ABSTRAK Hilman Nasrulloh
Terbatas  Irwan Sofiyan
» Gedung UPT Perpustakaan
Terbatas  Irwan Sofiyan
» Gedung UPT Perpustakaan
Tes sensitivitas antibiotik perlu dilakukan sebelum pengobatan tuberkulosis demi
meminimalisir kemunculan kasus resistensi antibiotik baru, namun metode standar
umumnya membutuhkan waktu yang cukup lama sekitar 5 hingga 16 hari. Hal ini
disebabkan karena waktu pertumbuhan M. tuberculosis yang sangat lambat. Pendekatan
genomik memiliki potensi dijadikan sebagai alternatif metode standar tes sensitivitas
dan dapat dilakukan dalam kurun waktu kurang dari 48 jam. Pendekatan ini didukung
keberadaan metode baru Whole Genome Shotgun Sequencing yang memungkinkan
sekuens genom M. tuberculosis diperoleh dari sampel tubuh pasien secara langsung
dalam kurun waktu sekitar 24 jam. Pendekatan ini juga didukung dengan metode
analisis yang semakin berkembang untuk menganalisis genom dalam skala besar
seperti Pangenome, Genome-Wide Association Study (GWAS), dan Machine Learning.

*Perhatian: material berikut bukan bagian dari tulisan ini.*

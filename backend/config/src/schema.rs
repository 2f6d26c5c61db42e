//! Warden configuration schema.

use serde::{Deserialize, Serialize};
use std::path::PathBuf;
use std::time::Duration;
use warden_core::TimeoutAction;

use crate::defaults::{
    default_config_dir, default_whitelist_path, DEFAULT_LOG_LEVEL, DEFAULT_LOG_LINES,
    DEFAULT_MAX_LOG_LINES,
};

// ---------------------------------------------------------------------------
// Top-level config
// ---------------------------------------------------------------------------

#[derive(Debug, Clone, Default, Serialize, Deserialize)]
#[serde(rename_all = "camelCase")]
pub struct WardenConfig {
    #[serde(default)]
    pub security: SecurityConfig,
    #[serde(default)]
    pub logging: LoggingConfig,
    #[serde(default)]
    pub tools: ToolsConfig,
}

// ---------------------------------------------------------------------------
// Security
// ---------------------------------------------------------------------------

#[derive(Debug, Clone, Serialize, Deserialize)]
#[serde(rename_all = "camelCase")]
pub struct SecurityConfig {
    /// JSON file with `commands` and `patterns` that run without approval.
    pub whitelist_path: PathBuf,
    /// When false, every command runs without asking. Meant for trusted batch
    /// environments only.
    pub require_approval: bool,
    /// Seconds to wait for the operator; 0 waits indefinitely.
    pub approval_timeout_secs: u64,
    pub timeout_action: TimeoutAction,
}

impl Default for SecurityConfig {
    fn default() -> Self {
        Self {
            whitelist_path: default_whitelist_path(&default_config_dir()),
            require_approval: true,
            approval_timeout_secs: 0,
            timeout_action: TimeoutAction::Deny,
        }
    }
}

impl SecurityConfig {
    pub fn approval_timeout(&self) -> Option<Duration> {
        (self.approval_timeout_secs > 0).then(|| Duration::from_secs(self.approval_timeout_secs))
    }
}

// ---------------------------------------------------------------------------
// Logging
// ---------------------------------------------------------------------------

#[derive(Debug, Clone, Copy, Default, PartialEq, Eq, Serialize, Deserialize)]
#[serde(rename_all = "lowercase")]
pub enum LogFormat {
    #[default]
    Pretty,
    Json,
}

#[derive(Debug, Clone, Serialize, Deserialize)]
#[serde(rename_all = "camelCase")]
pub struct LoggingConfig {
    pub level: String,
    pub format: LogFormat,
    /// Directory for rolling NDJSON log files; console only when unset.
    #[serde(default, skip_serializing_if = "Option::is_none")]
    pub dir: Option<PathBuf>,
}

impl Default for LoggingConfig {
    fn default() -> Self {
        Self {
            level: DEFAULT_LOG_LEVEL.to_string(),
            format: LogFormat::Pretty,
            dir: None,
        }
    }
}

// ---------------------------------------------------------------------------
// Tool limits
// ---------------------------------------------------------------------------

#[derive(Debug, Clone, Serialize, Deserialize)]
#[serde(rename_all = "camelCase")]
pub struct ToolsConfig {
    pub default_log_lines: u32,
    pub max_log_lines: u32,
}

impl Default for ToolsConfig {
    fn default() -> Self {
        Self {
            default_log_lines: DEFAULT_LOG_LINES,
            max_log_lines: DEFAULT_MAX_LOG_LINES,
        }
    }
}

#[cfg(test)]
mod tests {
    use super::*;

    #[test]
    fn zero_timeout_means_wait_forever() {
        let security = SecurityConfig::default();
        assert_eq!(security.approval_timeout(), None);
    }

    #[test]
    fn timeout_converts_to_duration() {
        let security = SecurityConfig {
            approval_timeout_secs: 30,
            ..Default::default()
        };
        assert_eq!(security.approval_timeout(), Some(Duration::from_secs(30)));
    }

    #[test]
    fn approval_required_by_default() {
        assert!(WardenConfig::default().security.require_approval);
    }
}
mod approval_prompt;
mod check_cmd;
mod doctor_cmd;
mod logs_cmd;
mod pattern_cmd;
mod run_cmd;
mod terminal_output;
mod whitelist_cmd;

use std::process::ExitCode;
use std::sync::Arc;

use anyhow::Result;
use clap::{Parser, Subcommand};
use tracing::debug;

use warden_logging::init_logger;
use warden_safety::ApprovalService;

use approval_prompt::TerminalApprovalHandler;

#[derive(Parser)]
#[command(name = "warden")]
#[command(about = "Warden: approval gateway for shell commands")]
#[command(version)]
struct Cli {
    #[command(subcommand)]
    command: Commands,
}

#[derive(Subcommand)]
enum Commands {
    /// Show how the gateway would treat a command, without running it
    Check {
        /// Print the verdict as JSON
        #[arg(long)]
        json: bool,
        #[arg(required = true, trailing_var_arg = true, allow_hyphen_values = true)]
        command: Vec<String>,
    },
    /// Run a program with arguments (no shell), asking for approval when needed
    Run {
        #[arg(required = true, trailing_var_arg = true, allow_hyphen_values = true)]
        command: Vec<String>,
    },
    /// Tail a log file under /var/log, optionally filtered
    Logs {
        path: String,
        /// Number of lines to show
        #[arg(short = 'n', long)]
        lines: Option<String>,
        /// Extended regex passed to `grep -E`
        #[arg(long)]
        grep: Option<String>,
    },
    /// Show the active whitelist and where it came from
    Whitelist,
    /// Check a regex against the pattern safety rules
    Pattern { pattern: String },
    /// Validate configuration and whitelist
    Doctor,
}

#[tokio::main]
async fn main() -> Result<ExitCode> {
    let (config, report) = warden_config::load();
    init_logger(&config.logging);
    warden_config::log_findings(&report);

    let cli = Cli::parse();

    let service = Arc::new(ApprovalService::from_config(&config));
    service.set_approval_handler(TerminalApprovalHandler).await;
    debug!(whitelist = %config.security.whitelist_path.display(), "Gateway ready");

    match cli.command {
        Commands::Check { json, command } => check_cmd::run(&service, &command.join(" "), json).await,
        Commands::Run { command } => run_cmd::run(&service, command).await,
        Commands::Logs { path, lines, grep } => {
            logs_cmd::run(&service, &config.tools, &path, lines.as_deref(), grep.as_deref()).await
        }
        Commands::Whitelist => whitelist_cmd::run(&service).await,
        Commands::Pattern { pattern } => Ok(pattern_cmd::run(&pattern)),
        Commands::Doctor => doctor_cmd::run(&config, &report).await,
    }
}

Dengan mempertimbangkan potensi yang ada, penelitian ini mengembangkan prediktor
proof of concept untuk memprediksi resistensi antibiotik pada M. tuberculosis—
khususnya ethambutol, isoniazid, dan rifampin yang merupakan first-line antibiotics—
menggunakan metode GWAS, pangenome, dan machine learning. Sebanyak 669 sampel
genom M. tuberculosis beserta hasil uji tes sensitivitasnya yang diperoleh dari Bacterial
and Viral Bioinformatics Resource Center (BV-BRC) digunakan pada penelitian ini.
GWAS berbasis case-control study dilakukan menggunakan Linear Mixed Model (LMM)
untuk menentukan asosiasi kehadiran k-mers dengan resistensi antibiotik. Kehadiran kmers
yang terasosiasi signifikan digunakan untuk training model prediksi menggunakan
CatBoost. Model prediksi diintegrasikan ke alur pra-pemrosesan yang didesain
menyerupai tiap langkah sebelumnya pada penelitian ini untuk mentransformasi
sekuens genom baru menjadi matriks kehadiran k-mers yang siap digunakan oleh model
prediksi. Prediktor berhasil dikembangkan dengan performa prediksi evaluasi metrik
Receiver Operating Characteristic Area Under Curve (ROC-AUC) dengan skor 92% untuk
ethambutol, 95% untuk isoniazid, dan 93% untuk rifampin menunjukan prediktor baik
untuk digunakan. Kedepannya, metode ini mungkin digunakan untuk memprediksi
genotipe baru yang berasosiasi dengan resistensi antibiotik tertentu, dan meningkatkan
akurasi diagnosis satu atau bahkan lebih genotipik resistensi dalam waktu singkat.